To overcome the shortcomings of traditional approaches, a bidirectional k-nearest neighbor spatial crowdsourcing allocation protocol based on edge computing (BKNN-CAP) is proposed in this article. The specific contributions of this work are as follows:

(1) A spatial crowdsourcing task allocation system framework based on edge computing (SCTAFEC) is proposed, which includes three parts: the center control layer, the edge computing layer and the crowdsourcing worker layer. With this framework, all tasks can be unloaded to the edge nodes of the edge computing layer for processing, which realizes parallel processing of spatiotemporal queries and greatly reduces the time cost of the algorithm.

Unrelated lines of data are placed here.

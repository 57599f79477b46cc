//! Windowed-inference request handling for the `crowdwatch-infer` worker.

use crowdwatch_models::{WindowRequest, WindowResponse};

use crate::error::{InferenceError, InferenceResult};
use crate::model::{check_probability, SequenceModel};
use crate::normalize::Normalizer;
use crate::window::SlidingWindow;

/// Answer one raw window.
pub fn answer_window(
    model: &dyn SequenceModel,
    normalizer: &Normalizer,
    threshold: f64,
    window: &SlidingWindow,
) -> InferenceResult<WindowResponse> {
    window.validate(model.window_size())?;
    let normalized = normalizer.normalize(window)?;
    let confidence = check_probability(model.predict(&normalized)?)?;
    Ok(WindowResponse {
        panic_detected: confidence > threshold,
        confidence,
        threshold,
    })
}

/// Validate a request against the expected window length.
///
/// Runs before any model is loaded so malformed input is reported as such.
pub fn parse_request(request: &WindowRequest, window_size: usize) -> InferenceResult<SlidingWindow> {
    let window = SlidingWindow::from_request(request)?;
    window.validate(window_size)?;
    Ok(window)
}

/// Parse the JSON body read from standard input.
pub fn parse_request_json(body: &str) -> InferenceResult<WindowRequest> {
    if body.trim().is_empty() {
        return Err(InferenceError::malformed_window("empty request"));
    }
    Ok(serde_json::from_str(body)?)
}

(2) The positive k-nearest neighbor spatio-temporal query algorithm (PKNN) and reverse k-nearest neighbor spatio-temporal query algorithm (RKNN) are proposed. The two algorithms can realize bidirectional parallel spatio-temporal query between task publishers and crowdsourcing workers, thus improving the efficiency of crowdsourcing task allocation.

(3) The real road network is modeled and a road network distance calculation method is proposed to improve the matching accuracy of crowdsourcing tasks.

The remainder of this article is organized as follows. The first section reviews the related work. The second section describes the problem. The third section proposes a protocol to solve the problem. The fourth section analyzes the experiments and results. At last, the current work is summarized and and the future work is prospected.

Related Work

Concerning work related to our proposal, the research on spatial crowdsourcing task allocation, edge computing and k-nearest neighbor (KNN) technology is briefly reviewed.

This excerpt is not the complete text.